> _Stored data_
═══
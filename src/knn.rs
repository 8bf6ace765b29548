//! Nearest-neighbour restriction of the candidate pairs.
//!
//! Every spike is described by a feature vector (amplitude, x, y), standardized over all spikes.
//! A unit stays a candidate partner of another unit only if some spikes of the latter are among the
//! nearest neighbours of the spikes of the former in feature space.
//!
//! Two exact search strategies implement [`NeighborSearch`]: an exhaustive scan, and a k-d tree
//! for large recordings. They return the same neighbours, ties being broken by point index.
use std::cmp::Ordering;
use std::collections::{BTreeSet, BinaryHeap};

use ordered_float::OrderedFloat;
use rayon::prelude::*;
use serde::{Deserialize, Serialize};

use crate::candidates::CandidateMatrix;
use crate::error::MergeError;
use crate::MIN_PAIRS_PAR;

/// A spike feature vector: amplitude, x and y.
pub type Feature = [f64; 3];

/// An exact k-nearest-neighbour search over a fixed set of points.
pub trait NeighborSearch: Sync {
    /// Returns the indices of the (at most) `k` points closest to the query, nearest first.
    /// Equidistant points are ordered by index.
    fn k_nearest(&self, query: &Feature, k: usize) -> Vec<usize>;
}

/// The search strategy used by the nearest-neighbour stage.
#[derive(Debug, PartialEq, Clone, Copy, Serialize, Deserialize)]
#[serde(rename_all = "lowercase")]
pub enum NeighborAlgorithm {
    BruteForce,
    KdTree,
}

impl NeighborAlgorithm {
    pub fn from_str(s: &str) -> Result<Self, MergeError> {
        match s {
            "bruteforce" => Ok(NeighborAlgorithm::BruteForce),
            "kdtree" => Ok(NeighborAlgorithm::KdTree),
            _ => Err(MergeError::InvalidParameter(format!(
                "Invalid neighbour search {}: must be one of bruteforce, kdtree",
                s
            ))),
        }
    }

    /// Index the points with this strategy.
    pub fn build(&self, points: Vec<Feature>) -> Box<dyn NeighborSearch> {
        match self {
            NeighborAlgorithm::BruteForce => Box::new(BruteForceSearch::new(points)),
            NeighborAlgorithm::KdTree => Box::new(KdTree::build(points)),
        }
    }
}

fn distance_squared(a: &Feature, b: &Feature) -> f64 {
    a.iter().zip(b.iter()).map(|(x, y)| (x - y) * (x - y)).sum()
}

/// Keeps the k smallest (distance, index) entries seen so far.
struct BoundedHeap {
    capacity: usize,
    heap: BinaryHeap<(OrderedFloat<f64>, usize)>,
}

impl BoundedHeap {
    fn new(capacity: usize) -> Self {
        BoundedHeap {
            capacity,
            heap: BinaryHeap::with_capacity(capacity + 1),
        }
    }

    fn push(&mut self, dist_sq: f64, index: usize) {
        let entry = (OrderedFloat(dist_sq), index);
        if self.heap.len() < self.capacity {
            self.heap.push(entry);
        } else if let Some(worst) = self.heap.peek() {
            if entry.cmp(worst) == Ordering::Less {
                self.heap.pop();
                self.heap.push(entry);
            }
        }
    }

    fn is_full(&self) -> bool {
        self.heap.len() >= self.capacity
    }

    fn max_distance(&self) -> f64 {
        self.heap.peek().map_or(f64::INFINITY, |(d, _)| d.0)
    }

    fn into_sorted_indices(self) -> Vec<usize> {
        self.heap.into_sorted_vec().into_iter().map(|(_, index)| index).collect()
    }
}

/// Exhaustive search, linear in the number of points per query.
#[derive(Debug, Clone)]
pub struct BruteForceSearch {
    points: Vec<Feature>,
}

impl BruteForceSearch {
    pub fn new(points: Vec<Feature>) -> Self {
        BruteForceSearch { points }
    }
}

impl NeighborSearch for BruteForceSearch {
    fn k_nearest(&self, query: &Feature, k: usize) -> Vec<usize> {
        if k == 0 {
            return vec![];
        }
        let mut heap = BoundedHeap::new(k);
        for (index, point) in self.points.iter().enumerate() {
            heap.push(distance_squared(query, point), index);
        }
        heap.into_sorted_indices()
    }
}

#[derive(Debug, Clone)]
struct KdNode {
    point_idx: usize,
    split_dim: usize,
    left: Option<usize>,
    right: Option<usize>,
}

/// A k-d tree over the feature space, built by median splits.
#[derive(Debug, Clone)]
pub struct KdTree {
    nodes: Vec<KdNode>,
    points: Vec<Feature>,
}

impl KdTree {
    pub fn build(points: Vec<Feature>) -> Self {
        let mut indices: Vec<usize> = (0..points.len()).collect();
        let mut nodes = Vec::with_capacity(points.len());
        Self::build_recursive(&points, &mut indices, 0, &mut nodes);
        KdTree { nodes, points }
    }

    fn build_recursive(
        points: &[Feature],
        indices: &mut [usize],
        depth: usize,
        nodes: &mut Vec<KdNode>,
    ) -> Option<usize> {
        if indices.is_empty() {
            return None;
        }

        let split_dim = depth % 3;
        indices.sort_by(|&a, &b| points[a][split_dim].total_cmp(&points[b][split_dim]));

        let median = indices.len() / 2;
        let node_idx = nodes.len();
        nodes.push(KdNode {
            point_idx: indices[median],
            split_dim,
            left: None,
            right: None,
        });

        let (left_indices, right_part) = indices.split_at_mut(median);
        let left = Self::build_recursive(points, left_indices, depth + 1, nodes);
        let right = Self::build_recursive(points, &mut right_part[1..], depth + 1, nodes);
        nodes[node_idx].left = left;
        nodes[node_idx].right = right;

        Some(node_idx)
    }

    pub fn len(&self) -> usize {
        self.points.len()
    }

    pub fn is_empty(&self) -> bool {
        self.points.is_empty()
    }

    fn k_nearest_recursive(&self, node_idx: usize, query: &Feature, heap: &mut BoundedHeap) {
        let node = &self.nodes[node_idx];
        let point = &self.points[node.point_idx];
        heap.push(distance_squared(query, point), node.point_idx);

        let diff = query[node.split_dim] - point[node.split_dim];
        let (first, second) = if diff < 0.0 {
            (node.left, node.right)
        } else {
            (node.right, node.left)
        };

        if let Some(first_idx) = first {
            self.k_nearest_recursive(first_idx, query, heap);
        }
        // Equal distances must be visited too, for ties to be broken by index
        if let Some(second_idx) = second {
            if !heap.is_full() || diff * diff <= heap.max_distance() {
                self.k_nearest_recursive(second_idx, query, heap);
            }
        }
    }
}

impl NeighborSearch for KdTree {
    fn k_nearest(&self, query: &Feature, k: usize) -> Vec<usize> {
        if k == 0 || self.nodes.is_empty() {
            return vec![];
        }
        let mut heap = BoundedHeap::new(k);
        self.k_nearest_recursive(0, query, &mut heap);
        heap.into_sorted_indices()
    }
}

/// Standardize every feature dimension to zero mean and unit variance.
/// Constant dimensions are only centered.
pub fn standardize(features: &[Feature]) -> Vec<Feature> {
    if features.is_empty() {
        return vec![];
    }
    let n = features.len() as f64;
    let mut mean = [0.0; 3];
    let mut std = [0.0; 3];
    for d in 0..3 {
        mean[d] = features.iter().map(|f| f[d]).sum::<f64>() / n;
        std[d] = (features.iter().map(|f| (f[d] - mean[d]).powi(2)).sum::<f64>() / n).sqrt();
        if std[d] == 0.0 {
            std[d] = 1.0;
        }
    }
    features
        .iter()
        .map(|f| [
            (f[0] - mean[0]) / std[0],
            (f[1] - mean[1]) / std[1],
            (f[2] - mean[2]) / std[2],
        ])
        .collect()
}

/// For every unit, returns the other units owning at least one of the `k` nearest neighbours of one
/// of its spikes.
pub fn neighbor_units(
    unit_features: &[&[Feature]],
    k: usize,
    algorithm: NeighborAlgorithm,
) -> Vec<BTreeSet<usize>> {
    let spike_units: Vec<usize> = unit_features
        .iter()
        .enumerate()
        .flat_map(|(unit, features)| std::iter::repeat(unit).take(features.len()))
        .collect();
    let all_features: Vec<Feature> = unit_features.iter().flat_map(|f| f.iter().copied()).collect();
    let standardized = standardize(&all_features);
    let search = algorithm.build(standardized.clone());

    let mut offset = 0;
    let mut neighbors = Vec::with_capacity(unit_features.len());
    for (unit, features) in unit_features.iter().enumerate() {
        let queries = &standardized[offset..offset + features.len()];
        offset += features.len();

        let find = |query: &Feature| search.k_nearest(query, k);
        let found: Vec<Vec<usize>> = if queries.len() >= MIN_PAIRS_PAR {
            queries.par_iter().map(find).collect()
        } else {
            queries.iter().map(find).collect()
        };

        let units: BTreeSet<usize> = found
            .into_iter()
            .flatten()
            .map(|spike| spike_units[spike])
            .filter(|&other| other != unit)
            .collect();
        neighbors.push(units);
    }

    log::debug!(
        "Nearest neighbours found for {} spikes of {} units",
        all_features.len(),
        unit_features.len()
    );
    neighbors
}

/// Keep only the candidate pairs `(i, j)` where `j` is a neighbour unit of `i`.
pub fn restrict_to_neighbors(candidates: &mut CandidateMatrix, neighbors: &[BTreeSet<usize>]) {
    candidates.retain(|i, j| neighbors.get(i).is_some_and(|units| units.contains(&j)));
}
═══
> _Task brief_
Starting from the data above, filter for lines with "struct" and copy each one.

> _Answer to the problem_
struct BoundedHeap {
pub struct BruteForceSearch {
struct KdNode {
pub struct KdTree {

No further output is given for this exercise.